═════ Provided entries ═════

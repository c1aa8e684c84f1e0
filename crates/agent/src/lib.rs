//! Triad agent: the effectful half of the quorum plan gateway.
//!
//! This crate talks to the three plan providers and drives a round:
//! 1. **Prompt** (`prompt`) - one prompt from intent, schema snapshot and override
//! 2. **Dispatch** (`orchestrator`) - concurrent fan-out to exactly three providers
//! 3. **Reduce** - majority-by-hash over the settled results (`triad_core::quorum`)
//! 4. **Audit** - one immutable record per round, whatever the outcome
//! 5. **Gate & commit** (`committer`) - budget checks, then a revision-checked write
//!
//! # Key Types
//!
//! - `PlanProvider` - pluggable trait for OpenAI/Vertex/Anthropic
//! - `QuorumOrchestrator` - the round driver
//! - `PlanCommitter` - sole writer of module records
//!
//! # Safety Principle
//!
//! Providers only propose. A plan is applied only when two of three agree on
//! the same canonical hash and the plan fits its declared budgets.

pub mod committer;
pub mod orchestrator;
pub mod prompt;
pub mod provider;
pub mod providers;

pub use committer::PlanCommitter;
pub use orchestrator::{OrchestrationOutcome, OrchestrationRequest, QuorumOrchestrator};
pub use provider::PlanProvider;
pub use providers::build_providers;
use std::str::FromStr;
use std::time::Duration;

use sqlx::sqlite::{SqliteConnectOptions, SqlitePoolOptions};

use triad_core::config::DatabaseConfig;

pub type DbPool = sqlx::SqlitePool;

pub async fn connect(database_url: &str) -> Result<DbPool, sqlx::Error> {
    connect_with_settings(database_url, 5, 30).await
}

pub async fn connect_with_config(config: &DatabaseConfig) -> Result<DbPool, sqlx::Error> {
    connect_with_settings(&config.url, config.max_connections, config.timeout_secs).await
}

/// Opens the pool, creating the database file when it does not exist yet.
pub async fn connect_with_settings(
    database_url: &str,
    max_connections: u32,
    timeout_secs: u64,
) -> Result<DbPool, sqlx::Error> {
    let options = SqliteConnectOptions::from_str(database_url)?.create_if_missing(true);

    SqlitePoolOptions::new()
        .max_connections(max_connections.max(1))
        .acquire_timeout(Duration::from_secs(timeout_secs.max(1)))
        .after_connect(|conn, _meta| {
            Box::pin(async move {
                sqlx::query("PRAGMA foreign_keys = ON").execute(&mut *conn).await?;
                sqlx::query("PRAGMA journal_mode = WAL").execute(&mut *conn).await?;
                sqlx::query("PRAGMA busy_timeout = 5000").execute(&mut *conn).await?;
                Ok(())
            })
        })
        .connect_with(options)
        .await
}
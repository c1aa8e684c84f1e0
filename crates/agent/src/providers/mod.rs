//! reqwest-backed adapters for the three plan providers.

use std::sync::Arc;
use std::time::Duration;

use reqwest::{Client, RequestBuilder};
use serde_json::Value;

use triad_core::config::ProvidersConfig;
use triad_core::domain::provider::MAX_ERROR_CHARS;
use triad_core::errors::ProviderError;
use triad_core::redact::{bounded, redact_pii};

use crate::provider::PlanProvider;

pub mod anthropic;
pub mod openai;
pub mod vertex;

pub use anthropic::AnthropicProvider;
pub use openai::OpenAiProvider;
pub use vertex::VertexProvider;

pub const SYSTEM_INSTRUCTION: &str =
    "Return ONLY valid JSON matching the Plan schema described in the prompt. No markdown.";
pub const TEMPERATURE: f64 = 0.2;

pub fn http_client(timeout_secs: u64) -> Result<Client, ProviderError> {
    Client::builder()
        .timeout(Duration::from_secs(timeout_secs.max(1)))
        .build()
        .map_err(|error| ProviderError::Transport(format!("http client setup failed: {error}")))
}

/// Builds the three adapters in round order from configuration.
pub fn build_providers(
    config: &ProvidersConfig,
) -> Result<[Arc<dyn PlanProvider>; 3], ProviderError> {
    let client = http_client(config.timeout_secs)?;
    Ok([
        Arc::new(OpenAiProvider::from_config(client.clone(), &config.openai)?),
        Arc::new(VertexProvider::from_config(client.clone(), &config.vertex)?),
        Arc::new(AnthropicProvider::from_config(client, &config.anthropic)?),
    ])
}

pub(crate) async fn send_json(label: &str, request: RequestBuilder) -> Result<Value, ProviderError> {
    let response = request
        .send()
        .await
        .map_err(|error| ProviderError::Transport(format!("{label} request failed: {error}")))?;

    let status = response.status();
    if !status.is_success() {
        let body = response.text().await.unwrap_or_default();
        return Err(status_error(label, status.as_u16(), &body));
    }

    response.json::<Value>().await.map_err(|error| {
        ProviderError::Transport(format!("{label} returned an unreadable body: {error}"))
    })
}

pub(crate) fn status_error(label: &str, status: u16, body: &str) -> ProviderError {
    let message = format!("{label} {status}: {}", bounded(&redact_pii(body), MAX_ERROR_CHARS));
    match status {
        401 | 403 => ProviderError::Auth(message),
        _ => ProviderError::Transport(message),
    }
}

/// Joins the non-empty `text` members of a content-part array.
pub(crate) fn join_text_parts(parts: Option<&Value>) -> String {
    parts
        .and_then(Value::as_array)
        .map(|parts| {
            parts
                .iter()
                .filter_map(|part| part.get("text").and_then(Value::as_str))
                .filter(|text| !text.is_empty())
                .collect::<Vec<_>>()
                .join("\n")
        })
        .unwrap_or_default()
}

pub(crate) fn missing_credential(label: &str, key: &str) -> ProviderError {
    ProviderError::Auth(format!("{label} is not configured: missing {key}"))
}
use tracing::Level;
use triad_core::config::{AppConfig, LogFormat};

/// Installs the global subscriber. Logs go to stderr so stdout stays a
/// single JSON envelope. Later calls are no-ops.
pub fn init_logging(config: &AppConfig) {
    let log_level = config.logging.level.parse::<Level>().unwrap_or(Level::INFO);
    let builder = tracing_subscriber::fmt()
        .with_target(false)
        .with_max_level(log_level)
        .with_writer(std::io::stderr);

    let _ = match config.logging.format {
        LogFormat::Compact => builder.compact().try_init(),
        LogFormat::Pretty => builder.pretty().try_init(),
        LogFormat::Json => builder.json().try_init(),
    };
}
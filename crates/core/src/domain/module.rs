use std::fmt;

use chrono::{DateTime, Utc};
use serde::{Deserialize, Serialize};

use crate::audit::RunId;
use crate::domain::plan::Plan;

pub const DEFAULT_MODULE_ID: &str = "admin-ai-module";

#[derive(Clone, Debug, PartialEq, Eq, Hash, Serialize, Deserialize)]
pub struct ModuleId(pub String);

impl Default for ModuleId {
    fn default() -> Self {
        Self(DEFAULT_MODULE_ID.to_string())
    }
}

impl fmt::Display for ModuleId {
    fn fmt(&self, f: &mut fmt::Formatter<'_>) -> fmt::Result {
        f.write_str(&self.0)
    }
}

#[derive(Clone, Copy, Debug, PartialEq, Eq, Serialize, Deserialize)]
#[serde(rename_all = "SCREAMING_SNAKE_CASE")]
pub enum ModuleStatus {
    Ready,
}

impl ModuleStatus {
    pub fn as_str(&self) -> &'static str {
        match self {
            Self::Ready => "READY",
        }
    }

    pub fn parse(raw: &str) -> Option<Self> {
        match raw {
            "READY" => Some(Self::Ready),
            _ => None,
        }
    }
}

/// Current-state pointer for a module. Only the plan committer writes it.
#[derive(Clone, Debug, PartialEq, Serialize, Deserialize)]
#[serde(rename_all = "camelCase")]
pub struct ModuleRecord {
    pub module_id: ModuleId,
    pub version: String,
    pub status: ModuleStatus,
    pub last_run_id: RunId,
    pub plan: Plan,
    pub updated_at: DateTime<Utc>,
    /// Number of commits applied; the compare-and-swap token.
    pub revision: u64,
}

impl ModuleRecord {
    /// Next state of the pointer after committing `plan` from round `run_id`.
    pub fn committed(
        module_id: ModuleId,
        run_id: RunId,
        plan: Plan,
        version: impl Into<String>,
        previous_revision: u64,
    ) -> Self {
        Self {
            module_id,
            version: version.into(),
            status: ModuleStatus::Ready,
            last_run_id: run_id,
            plan,
            updated_at: Utc::now(),
            revision: previous_revision.saturating_add(1),
        }
    }
}
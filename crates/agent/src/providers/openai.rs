use async_trait::async_trait;
use reqwest::Client;
use secrecy::{ExposeSecret, SecretString};
use serde_json::{json, Value};

use triad_core::config::OpenAiConfig;
use triad_core::domain::provider::ProviderKind;
use triad_core::errors::ProviderError;

use super::{join_text_parts, missing_credential, send_json, SYSTEM_INSTRUCTION, TEMPERATURE};
use crate::provider::PlanProvider;

/// OpenAI Responses API (`POST {base_url}/responses`).
pub struct OpenAiProvider {
    client: Client,
    api_key: SecretString,
    model: String,
    base_url: String,
}

impl OpenAiProvider {
    pub fn new(
        client: Client,
        api_key: SecretString,
        model: impl Into<String>,
        base_url: impl Into<String>,
    ) -> Self {
        Self { client, api_key, model: model.into(), base_url: base_url.into() }
    }

    pub fn from_config(client: Client, config: &OpenAiConfig) -> Result<Self, ProviderError> {
        let api_key = config
            .api_key
            .clone()
            .ok_or_else(|| missing_credential("OpenAI", "providers.openai.api_key"))?;
        Ok(Self::new(client, api_key, config.model.clone(), config.base_url.clone()))
    }

    fn endpoint(&self) -> String {
        format!("{}/responses", self.base_url.trim_end_matches('/'))
    }

    fn request_body(&self, prompt: &str) -> Value {
        json!({
            "model": self.model,
            "input": [
                { "role": "system", "content": SYSTEM_INSTRUCTION },
                { "role": "user", "content": prompt },
            ],
            "temperature": TEMPERATURE,
        })
    }
}

/// Prefers the aggregated `output_text`, falling back to the message items.
fn extract_text(body: &Value) -> String {
    if let Some(text) = body.get("output_text").and_then(Value::as_str) {
        return text.to_string();
    }
    body.get("output")
        .and_then(Value::as_array)
        .map(|items| {
            items
                .iter()
                .map(|item| join_text_parts(item.get("content")))
                .filter(|text| !text.is_empty())
                .collect::<Vec<_>>()
                .join("\n")
        })
        .unwrap_or_default()
}

#[async_trait]
impl PlanProvider for OpenAiProvider {
    fn kind(&self) -> ProviderKind {
        ProviderKind::OpenAi
    }

    async fn complete(&self, prompt: &str) -> Result<String, ProviderError> {
        let request = self
            .client
            .post(self.endpoint())
            .bearer_auth(self.api_key.expose_secret())
            .json(&self.request_body(prompt));
        let body = send_json("OpenAI", request).await?;
        Ok(extract_text(&body))
    }
}
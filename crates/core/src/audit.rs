use std::fmt;

use chrono::{DateTime, Utc};
use serde::{Deserialize, Serialize};
use uuid::Uuid;

use crate::domain::module::ModuleId;
use crate::domain::provider::{ProviderKind, ProviderResult};
use crate::quorum::QuorumDecision;
use crate::redact::{bounded, redact_pii};

pub const MAX_AUDIT_INTENT_CHARS: usize = 5_000;

#[derive(Clone, Debug, PartialEq, Eq, Hash, Serialize, Deserialize)]
pub struct RunId(pub String);

impl RunId {
    pub fn generate() -> Self {
        Self(Uuid::new_v4().simple().to_string())
    }
}

impl fmt::Display for RunId {
    fn fmt(&self, f: &mut fmt::Formatter<'_>) -> fmt::Result {
        f.write_str(&self.0)
    }
}

#[derive(Clone, Debug, PartialEq, Eq, Serialize, Deserialize)]
#[serde(rename_all = "camelCase")]
pub struct ProviderOutcome {
    pub provider: ProviderKind,
    pub ok: bool,
    pub hash: Option<String>,
    pub error: Option<String>,
}

#[derive(Clone, Debug, PartialEq, Eq, Serialize, Deserialize)]
#[serde(rename_all = "camelCase")]
pub struct RawProviderText {
    pub provider: ProviderKind,
    pub raw_text: String,
}

/// Forensic record of one orchestration round. Written exactly once per
/// round, whatever the outcome, and never updated.
#[derive(Clone, Debug, PartialEq, Eq, Serialize, Deserialize)]
#[serde(rename_all = "camelCase")]
pub struct AuditRecord {
    pub run_id: RunId,
    pub module_id: ModuleId,
    pub actor_id: String,
    pub intent: String,
    pub providers: Vec<ProviderOutcome>,
    pub quorum_ok: bool,
    pub winning_hash: Option<String>,
    pub latency_ms: u64,
    pub raw_per_provider: Vec<RawProviderText>,
    pub created_at: DateTime<Utc>,
}

impl AuditRecord {
    pub fn from_round(
        run_id: RunId,
        module_id: ModuleId,
        actor_id: impl Into<String>,
        intent: &str,
        results: &[ProviderResult],
        decision: &QuorumDecision<'_>,
        latency_ms: u64,
    ) -> Self {
        Self {
            run_id,
            module_id,
            actor_id: actor_id.into(),
            intent: bounded(&redact_pii(intent), MAX_AUDIT_INTENT_CHARS),
            providers: results
                .iter()
                .map(|result| ProviderOutcome {
                    provider: result.provider(),
                    ok: result.ok(),
                    hash: result.hash().map(str::to_owned),
                    error: result.error().map(str::to_owned),
                })
                .collect(),
            quorum_ok: decision.ok,
            winning_hash: decision.winning_hash().map(str::to_owned),
            latency_ms,
            raw_per_provider: results
                .iter()
                .map(|result| RawProviderText {
                    provider: result.provider(),
                    raw_text: result.raw_text().to_owned(),
                })
                .collect(),
            created_at: Utc::now(),
        }
    }
}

═════

=== To do ===
From the records above, quote only the lines running from the line with "Ok(extract_text(&body))" to the line with "use crate::domain::module::ModuleId;", both lines included.

=== Solution to this problem ===
        Ok(extract_text(&body))
    }
}
filename crates/core/src/audit.rs
use std::fmt;

use chrono::{DateTime, Utc};
use serde::{Deserialize, Serialize};
use uuid::Uuid;

use crate::domain::module::ModuleId;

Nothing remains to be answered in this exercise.